Atlantis Jr. (born 1998) is the ring name of a Mexican masked professional wrestler (known as a luchador enmascarado in Spanish) who is currently working for the Mexican Consejo Mundial de Lucha Libre (CMLL) wrestling promotion, where he portrays a face (Tecnico in Spanish; those who portray the protagonists in wrestling). He made his in-ring debut in late 2017 under the name Tiburón ("Shark") but was revealed to be the son of luchador Atlantis in late 2018 when he changed his name to Atlantis Jr. and began wearing the same mask as his father. His real name is not a matter of public record, as is often the case with masked wrestlers in Mexico where their private lives are kept a secret from the wrestling fans.

Personal life
Atlantis Jr. was born in 1998, son of professional wrestler Atlantis, and older brother of El Hijo de Atlantis. With neither Atlantis nor Atlantis Jr. having been unmasked, Mexican published sources have not revealed their name as per Lucha Libre tradition. His uncle was a professional wrestler in the 1990s. Atlantis Jr. started training for a professional wrestling career at the age of 12, with the only condition set was that he had to continue to study. He was trained first by his father and later by the trainers at the Consejo Mundial de Lucha Libre (CMLL) wrestling school through the contacts of his father. At the school he was trained by Ringo Mendoza, Virus, Arkangel de la Muerte, Último Guerrero, Último Dragoncito, and Franco Columbo over the subsequent 8 years.

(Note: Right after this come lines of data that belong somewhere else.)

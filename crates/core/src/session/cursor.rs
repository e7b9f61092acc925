use super::error::SessionError;

/// Position within a fixed, non-empty item sequence.
///
/// Always satisfies `index < len`.
#[derive(Debug, Clone, Copy, PartialEq, Eq)]
pub struct Cursor {
    index: usize,
    len: usize,
}

impl Cursor {
    /// # Errors
    ///
    /// Returns `SessionError::Empty` when `len` is zero.
    pub fn new(len: usize) -> Result<Self, SessionError> {
        if len == 0 {
            return Err(SessionError::Empty);
        }
        Ok(Self { index: 0, len })
    }

    #[must_use]
    pub fn index(self) -> usize {
        self.index
    }

    #[must_use]
    pub fn len(self) -> usize {
        self.len
    }

    #[must_use]
    pub fn is_first(self) -> bool {
        self.index == 0
    }

    #[must_use]
    pub fn is_last(self) -> bool {
        self.index + 1 == self.len
    }

    /// One step forward, clamped at the last item.
    #[must_use]
    pub fn forward(self) -> Self {
        Self {
            index: (self.index + 1).min(self.len - 1),
            ..self
        }
    }

    /// One step back, clamped at the first item.
    #[must_use]
    pub fn back(self) -> Self {
        Self {
            index: self.index.saturating_sub(1),
            ..self
        }
    }

    #[must_use]
    pub fn reset(self) -> Self {
        Self { index: 0, ..self }
    }

    /// One-based position, e.g. "Question 2 of 5".
    #[must_use]
    pub fn position(self) -> usize {
        self.index + 1
    }
}

#[cfg(test)]
mod tests {
    use super::*;

    #[test]
    fn empty_cursor_is_rejected() {
        assert_eq!(Cursor::new(0).unwrap_err(), SessionError::Empty);
    }

    #[test]
    fn cursor_clamps_at_both_ends() {
        let c = Cursor::new(2).unwrap();
        assert_eq!(c.back().index(), 0);
        let last = c.forward().forward().forward();
        assert_eq!(last.index(), 1);
        assert!(last.is_last());
        assert_eq!(last.position(), 2);
        assert_eq!(last.reset(), c);
    }

    #[test]
    fn single_item_is_first_and_last() {
        let c = Cursor::new(1).unwrap();
        assert!(c.is_first());
        assert!(c.is_last());
        assert_eq!(c.forward(), c);
    }
}
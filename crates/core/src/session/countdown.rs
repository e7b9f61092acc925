use super::error::SessionError;

/// Remaining time of a timed session, in whole seconds.
#[derive(Debug, Clone, Copy, PartialEq, Eq)]
pub struct Countdown {
    total: u32,
    remaining: u32,
}

impl Countdown {
    /// # Errors
    ///
    /// Returns `SessionError::ZeroDuration` for a zero-second countdown.
    pub fn new(total_secs: u32) -> Result<Self, SessionError> {
        if total_secs == 0 {
            return Err(SessionError::ZeroDuration);
        }
        Ok(Self {
            total: total_secs,
            remaining: total_secs,
        })
    }

    #[must_use]
    pub fn total_secs(self) -> u32 {
        self.total
    }

    #[must_use]
    pub fn remaining_secs(self) -> u32 {
        self.remaining
    }

    #[must_use]
    pub fn elapsed_secs(self) -> u32 {
        self.total - self.remaining
    }

    #[must_use]
    pub fn is_expired(self) -> bool {
        self.remaining == 0
    }

    /// One second less, floored at zero.
    #[must_use]
    pub fn tick(self) -> Self {
        Self {
            remaining: self.remaining.saturating_sub(1),
            ..self
        }
    }

    #[must_use]
    pub fn reset(self) -> Self {
        Self {
            remaining: self.total,
            ..self
        }
    }
}
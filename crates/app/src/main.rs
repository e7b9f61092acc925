mod config;
mod input;
mod render;
mod session_loop;

use tokio::io::{AsyncBufReadExt, BufReader};

use services::{
    CatalogService, Clock, ResultContext, ResultFilter, ResultsService, RunnerConfig, StartedTest,
};
use storage::{Storage, load_catalog, sample_catalog};
use study_core::model::{ExamKind, TestKind};

use crate::config::{Command, Config, print_usage};
use crate::session_loop::{SessionSetup, confirm, drive};

async fn run() -> Result<(), Box<dyn std::error::Error>> {
    let Some(config) = Config::from_env().inspect_err(|_| print_usage())? else {
        print_usage();
        return Ok(());
    };

    let catalog = match &config.catalog {
        Some(path) => load_catalog(path)?,
        None => sample_catalog()?,
    };
    let storage = Storage::from_catalog(catalog)?;

    let clock = Clock::default_clock();
    let catalog_service =
        CatalogService::new(storage.catalog.clone()).with_shuffle_seed(config.shuffle_seed);
    let results = ResultsService::new(clock, storage.results.clone());
    let runner = RunnerConfig::default().with_autosave_secs(config.autosave_secs);

    match config.command {
        Command::Exams => {
            let exams = catalog_service.list_exams().await?;
            print!("{}", render::exam_list(&exams));
        }
        Command::Decks { search } => {
            let decks = catalog_service
                .search_decks(search.as_deref().unwrap_or_default())
                .await?;
            let stats = catalog_service.deck_stats().await?;
            print!("{}", render::deck_list(&decks, &stats));
        }
        Command::Cards { deck_id, search } => {
            let deck = catalog_service.get_deck(deck_id).await?;
            let cards = catalog_service
                .search_cards(deck_id, search.as_deref().unwrap_or_default())
                .await?;
            println!("{} ({})", deck.title, deck.subject);
            print!("{}", render::card_list(&cards));
        }
        Command::Take { exam_id } => {
            let plan = catalog_service.plan_exam(exam_id).await?;
            let exam = plan.exam.clone();
            println!("{} ({} min), ? for help", exam.title, exam.duration);

            let setup = SessionSetup {
                runner,
                clock,
                results,
                context: ResultContext::from_exam(&exam),
            };
            let mut lines = BufReader::new(tokio::io::stdin()).lines();
            let recorded = match plan.start()? {
                StartedTest::Mcq(session) => drive(session, &setup, &mut lines).await?,
                StartedTest::Written(session) => drive(session, &setup, &mut lines).await?,
            };

            if exam.kind == ExamKind::Mixed
                && !recorded.is_empty()
                && confirm(&mut lines, "continue with the written part? (y/n)").await?
            {
                let written = catalog_service.plan_test(exam_id, TestKind::Written).await?;
                if let StartedTest::Written(session) = written.start()? {
                    drive(session, &setup, &mut lines).await?;
                }
            }
        }
        Command::Study { deck_id } => {
            let deck = catalog_service.get_deck(deck_id).await?;
            let session = catalog_service.start_deck(deck_id).await?;
            println!("{} ({} cards), ? for help", deck.title, session.cards().len());

            let setup = SessionSetup {
                runner,
                clock,
                results,
                context: ResultContext::from_deck(&deck),
            };
            let mut lines = BufReader::new(tokio::io::stdin()).lines();
            drive(session, &setup, &mut lines).await?;
        }
        Command::Results { subject, period } => {
            let filter = ResultFilter { subject, period };
            let listed = results.list(&filter).await?;
            let overview = results.overview(&filter).await?;
            let subjects = results.subjects().await?;
            print!("{}", render::result_list(&listed, &overview, &subjects));
        }
        Command::ResultDetail { id } => {
            let detail = results.detail(id).await?;
            print!("{}", render::result_detail(&detail));
        }
    }

    Ok(())
}

#[tokio::main]
async fn main() {
    env_logger::init();
    if let Err(err) = run().await {
        eprintln!("{err}");
        std::process::exit(2);
    }
}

Professional wrestling career

Independent circuit

Tiburón (2017–2018)
In interviews Atlantis Jr. stated that he made his professional wrestling debut in 2017,  although he did not confirm if he used the ring name Tiburón (Spanish for "Shark") early on or if he worked under a different, unrevealed, identity. The first documented match for Tiburón took place on April 21, 2018 as he teamed up with Divino Boy, defeating Rokambole Jr. and Tackle as part of the Promociones Tragedias 25. Aniversario Mr. Niebla show. His highest profile match at the time was the Dragon Scramble match that was part of the 
Toryumon Mexico Dragonmania XIII show, won by Argos.

Consejo Mundial de Lucha Libre

Atlantis Jr. (2018–present)

In late 2018, Atlantis and Consejo Mundial de Lucha Libre (CMLL) officially introduced Atlantis Jr., acknowledging him previous ring name and officially giving him a mask identical to the one worn by his father. He was introduced with the nickname El Principe del Atlantis ("The Prince of Atlantis"). During his debut interview he mentioned wanting to continue the rivalry his father had with Villano III as El Hijo de Villano III ("The Son of Villano III") had begun working for CMLL shortly before Atlantis Jr. was introduced.

Atlantis Jr. made his official in-ring debut in Osaka, Japan, as part of the 2019 Fantastica Mania tour. The match saw Sansón and Okumura defeat the father/son duo, followed by them being humiliated as Sansón and Okumura stole their masks. Atlantis Jr. would get a small measure of revenge on the last day of the tour as he defeated Okumura in his first singles match.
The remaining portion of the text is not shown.